§ **Records supplied**
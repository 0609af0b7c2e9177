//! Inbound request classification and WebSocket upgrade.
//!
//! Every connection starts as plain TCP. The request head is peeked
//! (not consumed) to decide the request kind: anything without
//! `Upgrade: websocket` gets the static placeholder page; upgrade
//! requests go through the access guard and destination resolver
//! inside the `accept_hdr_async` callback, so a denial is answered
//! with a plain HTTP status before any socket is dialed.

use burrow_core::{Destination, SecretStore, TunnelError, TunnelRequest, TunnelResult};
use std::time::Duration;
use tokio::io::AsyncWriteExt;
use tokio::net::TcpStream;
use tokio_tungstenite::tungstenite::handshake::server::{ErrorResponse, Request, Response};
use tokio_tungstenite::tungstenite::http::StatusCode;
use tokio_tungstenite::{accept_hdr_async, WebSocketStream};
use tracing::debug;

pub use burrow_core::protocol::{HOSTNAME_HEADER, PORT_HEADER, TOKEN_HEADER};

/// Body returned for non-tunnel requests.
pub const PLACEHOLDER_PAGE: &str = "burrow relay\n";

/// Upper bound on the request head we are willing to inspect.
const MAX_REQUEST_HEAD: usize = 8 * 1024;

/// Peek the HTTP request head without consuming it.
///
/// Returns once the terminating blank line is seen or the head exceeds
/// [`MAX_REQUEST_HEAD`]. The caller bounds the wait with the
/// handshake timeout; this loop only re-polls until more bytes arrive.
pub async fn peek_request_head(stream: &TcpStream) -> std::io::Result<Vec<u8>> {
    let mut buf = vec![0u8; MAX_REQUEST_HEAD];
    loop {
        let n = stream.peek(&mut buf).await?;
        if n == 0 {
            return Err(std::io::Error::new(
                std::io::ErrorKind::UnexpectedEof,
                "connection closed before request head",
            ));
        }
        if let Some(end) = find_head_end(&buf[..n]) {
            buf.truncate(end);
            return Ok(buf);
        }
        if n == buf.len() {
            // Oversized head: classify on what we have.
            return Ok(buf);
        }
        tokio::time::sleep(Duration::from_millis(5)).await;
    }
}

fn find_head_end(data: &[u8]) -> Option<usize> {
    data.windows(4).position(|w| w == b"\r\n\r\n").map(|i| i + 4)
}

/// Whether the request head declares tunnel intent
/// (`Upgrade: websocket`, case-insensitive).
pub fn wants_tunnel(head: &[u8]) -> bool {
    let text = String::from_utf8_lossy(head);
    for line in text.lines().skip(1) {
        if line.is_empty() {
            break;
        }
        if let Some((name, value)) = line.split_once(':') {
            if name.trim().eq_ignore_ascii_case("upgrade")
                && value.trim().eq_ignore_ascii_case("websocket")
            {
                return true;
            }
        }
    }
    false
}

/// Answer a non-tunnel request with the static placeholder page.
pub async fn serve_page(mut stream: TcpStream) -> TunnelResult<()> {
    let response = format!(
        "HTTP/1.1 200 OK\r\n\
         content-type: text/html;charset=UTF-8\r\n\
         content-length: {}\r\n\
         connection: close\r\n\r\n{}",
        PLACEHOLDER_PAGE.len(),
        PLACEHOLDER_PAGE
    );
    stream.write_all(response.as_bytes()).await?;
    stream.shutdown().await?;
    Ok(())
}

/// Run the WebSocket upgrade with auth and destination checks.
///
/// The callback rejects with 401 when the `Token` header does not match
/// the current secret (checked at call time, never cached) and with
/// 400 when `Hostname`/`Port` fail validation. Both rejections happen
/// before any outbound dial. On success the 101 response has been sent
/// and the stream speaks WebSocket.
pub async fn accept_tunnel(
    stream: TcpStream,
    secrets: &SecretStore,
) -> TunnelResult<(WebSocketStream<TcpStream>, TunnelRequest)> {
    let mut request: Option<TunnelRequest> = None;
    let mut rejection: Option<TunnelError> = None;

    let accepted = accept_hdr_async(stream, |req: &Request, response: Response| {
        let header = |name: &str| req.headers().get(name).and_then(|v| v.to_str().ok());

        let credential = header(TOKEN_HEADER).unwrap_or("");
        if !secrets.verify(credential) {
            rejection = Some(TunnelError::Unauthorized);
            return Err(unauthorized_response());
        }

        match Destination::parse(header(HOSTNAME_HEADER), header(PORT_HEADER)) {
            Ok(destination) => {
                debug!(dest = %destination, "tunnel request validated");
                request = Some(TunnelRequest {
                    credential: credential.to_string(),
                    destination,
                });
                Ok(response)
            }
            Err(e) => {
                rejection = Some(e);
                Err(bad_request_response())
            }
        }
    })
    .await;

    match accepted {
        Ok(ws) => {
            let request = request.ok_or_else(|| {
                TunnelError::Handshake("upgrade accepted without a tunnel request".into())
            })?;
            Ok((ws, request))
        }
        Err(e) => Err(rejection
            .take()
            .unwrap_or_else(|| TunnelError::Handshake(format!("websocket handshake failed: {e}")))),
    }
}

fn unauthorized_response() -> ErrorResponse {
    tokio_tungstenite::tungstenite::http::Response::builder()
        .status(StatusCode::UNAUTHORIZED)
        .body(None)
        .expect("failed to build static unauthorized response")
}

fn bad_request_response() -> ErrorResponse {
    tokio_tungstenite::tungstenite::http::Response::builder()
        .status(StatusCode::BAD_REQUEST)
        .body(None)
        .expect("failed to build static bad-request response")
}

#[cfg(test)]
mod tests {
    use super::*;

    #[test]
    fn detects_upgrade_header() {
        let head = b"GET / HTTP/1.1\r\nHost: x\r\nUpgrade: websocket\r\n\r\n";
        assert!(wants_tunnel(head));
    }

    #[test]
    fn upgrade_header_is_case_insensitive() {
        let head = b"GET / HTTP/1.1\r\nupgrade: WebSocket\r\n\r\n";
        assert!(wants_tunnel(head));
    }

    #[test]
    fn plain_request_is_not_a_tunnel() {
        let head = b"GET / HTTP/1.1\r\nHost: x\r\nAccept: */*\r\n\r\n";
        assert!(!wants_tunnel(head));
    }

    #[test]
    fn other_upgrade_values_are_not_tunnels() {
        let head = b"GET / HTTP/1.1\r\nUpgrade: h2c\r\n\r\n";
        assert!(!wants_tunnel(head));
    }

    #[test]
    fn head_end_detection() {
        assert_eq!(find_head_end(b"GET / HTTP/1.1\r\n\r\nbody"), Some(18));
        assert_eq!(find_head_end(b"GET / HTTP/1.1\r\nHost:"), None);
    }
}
* * *
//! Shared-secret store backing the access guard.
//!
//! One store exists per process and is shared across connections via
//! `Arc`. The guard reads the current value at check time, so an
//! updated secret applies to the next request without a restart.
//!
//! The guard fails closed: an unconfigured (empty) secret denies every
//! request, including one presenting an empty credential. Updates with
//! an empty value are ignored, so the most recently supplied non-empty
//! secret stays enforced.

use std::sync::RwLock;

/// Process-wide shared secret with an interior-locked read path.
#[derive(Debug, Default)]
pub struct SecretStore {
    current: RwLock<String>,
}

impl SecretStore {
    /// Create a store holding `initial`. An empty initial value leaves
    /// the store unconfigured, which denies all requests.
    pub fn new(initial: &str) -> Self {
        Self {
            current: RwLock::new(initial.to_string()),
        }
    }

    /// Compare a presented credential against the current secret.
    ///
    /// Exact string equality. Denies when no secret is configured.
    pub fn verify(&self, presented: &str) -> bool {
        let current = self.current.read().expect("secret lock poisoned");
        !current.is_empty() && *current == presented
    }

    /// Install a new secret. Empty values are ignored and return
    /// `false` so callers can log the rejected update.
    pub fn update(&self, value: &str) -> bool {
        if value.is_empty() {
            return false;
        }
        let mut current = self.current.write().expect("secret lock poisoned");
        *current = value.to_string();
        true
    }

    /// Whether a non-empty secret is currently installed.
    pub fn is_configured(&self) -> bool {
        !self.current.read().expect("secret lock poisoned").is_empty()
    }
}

§ **Directions for this task**
Everything from the line with "repository 0609af0b7c2e9177" through the line with "use tracing::debug;" should be written out exactly as it appears above, end lines included, and nothing outside that range.

§ **Result for this exercise**
repository 0609af0b7c2e9177
//! Inbound request classification and WebSocket upgrade.
//!
//! Every connection starts as plain TCP. The request head is peeked
//! (not consumed) to decide the request kind: anything without
//! `Upgrade: websocket` gets the static placeholder page; upgrade
//! requests go through the access guard and destination resolver
//! inside the `accept_hdr_async` callback, so a denial is answered
//! with a plain HTTP status before any socket is dialed.

use burrow_core::{Destination, SecretStore, TunnelError, TunnelRequest, TunnelResult};
use std::time::Duration;
use tokio::io::AsyncWriteExt;
use tokio::net::TcpStream;
use tokio_tungstenite::tungstenite::handshake::server::{ErrorResponse, Request, Response};
use tokio_tungstenite::tungstenite::http::StatusCode;
use tokio_tungstenite::{accept_hdr_async, WebSocketStream};
use tracing::debug;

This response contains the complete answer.